**Work to complete:** List every line in this data where the string "push" occurs.

-------- Listed records --------

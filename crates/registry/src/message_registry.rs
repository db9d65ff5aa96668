//! Ids for message types, per channel and direction.
use std::any::{type_name, TypeId};
use std::collections::HashMap;
use std::sync::Arc;

use courier_framer::{Direction, Envelope, MessageId};
use log::*;

use crate::{
    ConfigError, DesyncError, Protocol, Serializer, SerializerError, ToInitiator, ToResponder,
};

/// A registered message type.
#[derive(Clone, Debug, Eq, PartialEq)]
pub struct MessageType {
    name: &'static str,
    type_id: TypeId,
    channel: Arc<str>,
    direction: Direction,
    id: MessageId,
}

impl MessageType {
    /// Fully-qualified type name.  This is the stable identity of the type.
    pub fn name(&self) -> &'static str {
        self.name
    }

    pub fn type_id(&self) -> TypeId {
        self.type_id
    }

    pub fn channel(&self) -> &str {
        &self.channel
    }

    pub fn direction(&self) -> Direction {
        self.direction
    }

    pub fn id(&self) -> MessageId {
        self.id
    }
}

type Decoder<T> = Box<dyn Fn(&mut &[u8]) -> Result<T, SerializerError> + Send + Sync>;

struct Registration<T> {
    message_type: MessageType,
    decode: Decoder<T>,
}

struct ChannelTable<P: Protocol> {
    name: Arc<str>,

    /// Indexed by id.
    to_initiator: Vec<Registration<Box<dyn ToInitiator<P>>>>,

    /// Indexed by id.
    to_responder: Vec<Registration<Box<dyn ToResponder<P>>>>,
}

impl<P: Protocol> ChannelTable<P> {
    fn len(&self, direction: Direction) -> usize {
        match direction {
            Direction::ToInitiator => self.to_initiator.len(),
            Direction::ToResponder => self.to_responder.len(),
        }
    }

    fn message_type(&self, direction: Direction, id: MessageId) -> Option<&MessageType> {
        match direction {
            Direction::ToInitiator => self.to_initiator.get(id.index()).map(|r| &r.message_type),
            Direction::ToResponder => self.to_responder.get(id.index()).map(|r| &r.message_type),
        }
    }

    fn message_types(&self, direction: Direction) -> Vec<&MessageType> {
        match direction {
            Direction::ToInitiator => self.to_initiator.iter().map(|r| &r.message_type).collect(),
            Direction::ToResponder => self.to_responder.iter().map(|r| &r.message_type).collect(),
        }
    }
}

/// A decoded envelope.
pub struct Decoded<'r, T> {
    pub message_type: &'r MessageType,
    pub message: T,
}

/// Maps message types to (channel, id) and back.
///
/// Populated by a [crate::RegistryBuilder] and read-only afterwards.
pub struct MessageRegistry<P: Protocol> {
    /// In declaration order.
    channels: Vec<ChannelTable<P>>,
    channel_index: HashMap<Arc<str>, usize>,
    by_type: HashMap<TypeId, MessageType>,
    by_name: HashMap<&'static str, TypeId>,
}

impl<P: Protocol> Default for MessageRegistry<P> {
    fn default() -> Self {
        MessageRegistry {
            channels: vec![],
            channel_index: Default::default(),
            by_type: Default::default(),
            by_name: Default::default(),
        }
    }
}

impl<P: Protocol> MessageRegistry<P> {
    pub(crate) fn declare_channel(&mut self, name: &str) -> Result<(), ConfigError> {
        if name.is_empty() {
            return Err(ConfigError::EmptyChannelName);
        }

        if self.channel_index.contains_key(name) {
            return Err(ConfigError::DuplicateChannel(name.to_string()));
        }

        let name: Arc<str> = Arc::from(name);
        self.channel_index
            .insert(name.clone(), self.channels.len());
        self.channels.push(ChannelTable {
            name,
            to_initiator: vec![],
            to_responder: vec![],
        });
        Ok(())
    }

    /// Work out the descriptor the next registration of `M` would get, without registering it.
    fn next_message_type<M: 'static>(
        &self,
        channel: &str,
        direction: Direction,
    ) -> Result<(usize, MessageType), ConfigError> {
        let name = type_name::<M>();
        if self.by_type.contains_key(&TypeId::of::<M>()) {
            return Err(ConfigError::DuplicateMessageType(name));
        }

        let index = *self
            .channel_index
            .get(channel)
            .ok_or_else(|| ConfigError::UnknownChannel(channel.to_string()))?;
        let table = &self.channels[index];
        let id = MessageId::from_index(table.len(direction)).ok_or_else(|| {
            ConfigError::IdSpaceExhausted {
                channel: channel.to_string(),
                direction,
            }
        })?;

        Ok((
            index,
            MessageType {
                name,
                type_id: TypeId::of::<M>(),
                channel: table.name.clone(),
                direction,
                id,
            },
        ))
    }

    fn record(&mut self, message_type: &MessageType) {
        debug!(
            "Registered {} as {} on channel {} ({})",
            message_type.name, message_type.id, message_type.channel, message_type.direction
        );
        self.by_name
            .insert(message_type.name, message_type.type_id);
        self.by_type
            .insert(message_type.type_id, message_type.clone());
    }

    pub(crate) fn register_to_responder<M: ToResponder<P>>(
        &mut self,
        channel: &str,
        serializer: Arc<dyn Serializer<M>>,
    ) -> Result<MessageId, ConfigError> {
        let (index, message_type) = self.next_message_type::<M>(channel, Direction::ToResponder)?;
        let decode: Decoder<Box<dyn ToResponder<P>>> = Box::new(move |source: &mut &[u8]| {
            let message = serializer.decode(source)?;
            Ok(Box::new(message) as Box<dyn ToResponder<P>>)
        });

        self.record(&message_type);
        let id = message_type.id;
        self.channels[index].to_responder.push(Registration {
            message_type,
            decode,
        });
        Ok(id)
    }

    pub(crate) fn register_to_initiator<M: ToInitiator<P>>(
        &mut self,
        channel: &str,
        serializer: Arc<dyn Serializer<M>>,
    ) -> Result<MessageId, ConfigError> {
        let (index, message_type) = self.next_message_type::<M>(channel, Direction::ToInitiator)?;
        let decode: Decoder<Box<dyn ToInitiator<P>>> = Box::new(move |source: &mut &[u8]| {
            let message = serializer.decode(source)?;
            Ok(Box::new(message) as Box<dyn ToInitiator<P>>)
        });

        self.record(&message_type);
        let id = message_type.id;
        self.channels[index].to_initiator.push(Registration {
            message_type,
            decode,
        });
        Ok(id)
    }

    fn table(&self, channel: &str) -> Option<&ChannelTable<P>> {
        self.channel_index
            .get(channel)
            .map(|i| &self.channels[*i])
    }

    pub fn has_channel(&self, channel: &str) -> bool {
        self.channel_index.contains_key(channel)
    }

    /// Channel names, in declaration order.
    pub fn iter_channels(&self) -> impl Iterator<Item = &str> {
        self.channels.iter().map(|c| &*c.name)
    }

    /// The types registered on a channel for a direction, in id order.
    pub fn message_types(
        &self,
        channel: &str,
        direction: Direction,
    ) -> Result<Vec<&MessageType>, ConfigError> {
        self.table(channel)
            .map(|t| t.message_types(direction))
            .ok_or_else(|| ConfigError::UnknownChannel(channel.to_string()))
    }

    /// Find the type an id refers to.
    ///
    /// Failure means the peers disagree about the registry.
    pub fn resolve_type(
        &self,
        channel: &str,
        direction: Direction,
        id: MessageId,
    ) -> Result<&MessageType, DesyncError> {
        let table = self
            .table(channel)
            .ok_or_else(|| DesyncError::UnknownChannel(channel.to_string()))?;
        table
            .message_type(direction, id)
            .ok_or_else(|| DesyncError::UnknownMessageId {
                channel: channel.to_string(),
                direction,
                id,
            })
    }

    /// Find the channel and id of a type, for sending.
    pub fn resolve_id<M: 'static>(&self) -> Result<&MessageType, ConfigError> {
        self.by_type
            .get(&TypeId::of::<M>())
            .ok_or_else(|| ConfigError::UnregisteredMessageType(type_name::<M>()))
    }

    /// Like [MessageRegistry::resolve_id], but by fully-qualified type name.
    pub fn resolve_id_by_name(&self, name: &str) -> Option<&MessageType> {
        self.by_name
            .get(name)
            .and_then(|t| self.by_type.get(t))
    }

    pub fn decode_to_responder(
        &self,
        channel: &str,
        bytes: &[u8],
    ) -> Result<Decoded<Box<dyn ToResponder<P>>>, DesyncError> {
        let table = self
            .table(channel)
            .ok_or_else(|| DesyncError::UnknownChannel(channel.to_string()))?;
        decode_envelope(&table.name, Direction::ToResponder, &table.to_responder, bytes)
    }

    pub fn decode_to_initiator(
        &self,
        channel: &str,
        bytes: &[u8],
    ) -> Result<Decoded<Box<dyn ToInitiator<P>>>, DesyncError> {
        let table = self
            .table(channel)
            .ok_or_else(|| DesyncError::UnknownChannel(channel.to_string()))?;
        decode_envelope(&table.name, Direction::ToInitiator, &table.to_initiator, bytes)
    }

    /// Log every channel and id at info.
    ///
    /// When a peer reports desynchronization, diffing this output from both sides finds the mismatch.
    pub fn log_summary(&self) {
        for table in self.channels.iter() {
            for direction in Direction::ALL {
                for mt in table.message_types(direction) {
                    info!(
                        "channel={} direction={} id={} type={}",
                        table.name, direction, mt.id, mt.name
                    );
                }
            }
        }
    }
}

/// Split the id off, resolve it, and decode the rest.
fn decode_envelope<'r, T>(
    channel: &str,
    direction: Direction,
    registrations: &'r [Registration<T>],
    bytes: &[u8],
) -> Result<Decoded<'r, T>, DesyncError> {
    let envelope = Envelope::decode(bytes).map_err(|_| DesyncError::EmptyEnvelope {
        channel: channel.to_string(),
        direction,
    })?;

    let registration =
        registrations
            .get(envelope.id.index())
            .ok_or_else(|| DesyncError::UnknownMessageId {
                channel: channel.to_string(),
                direction,
                id: envelope.id,
            })?;

    let message_type = &registration.message_type;
    let mut payload = &envelope.payload[..];
    let message = (registration.decode)(&mut payload).map_err(|source| DesyncError::Payload {
        message_type: message_type.name,
        source,
    })?;

    if !payload.is_empty() {
        return Err(DesyncError::TrailingBytes {
            message_type: message_type.name,
            remaining: payload.len(),
        });
    }

    Ok(Decoded {
        message_type,
        message,
    })
}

--------

**Answer:**
        self.channels.push(ChannelTable {
        self.channels[index].to_responder.push(Registration {
        self.channels[index].to_initiator.push(Registration {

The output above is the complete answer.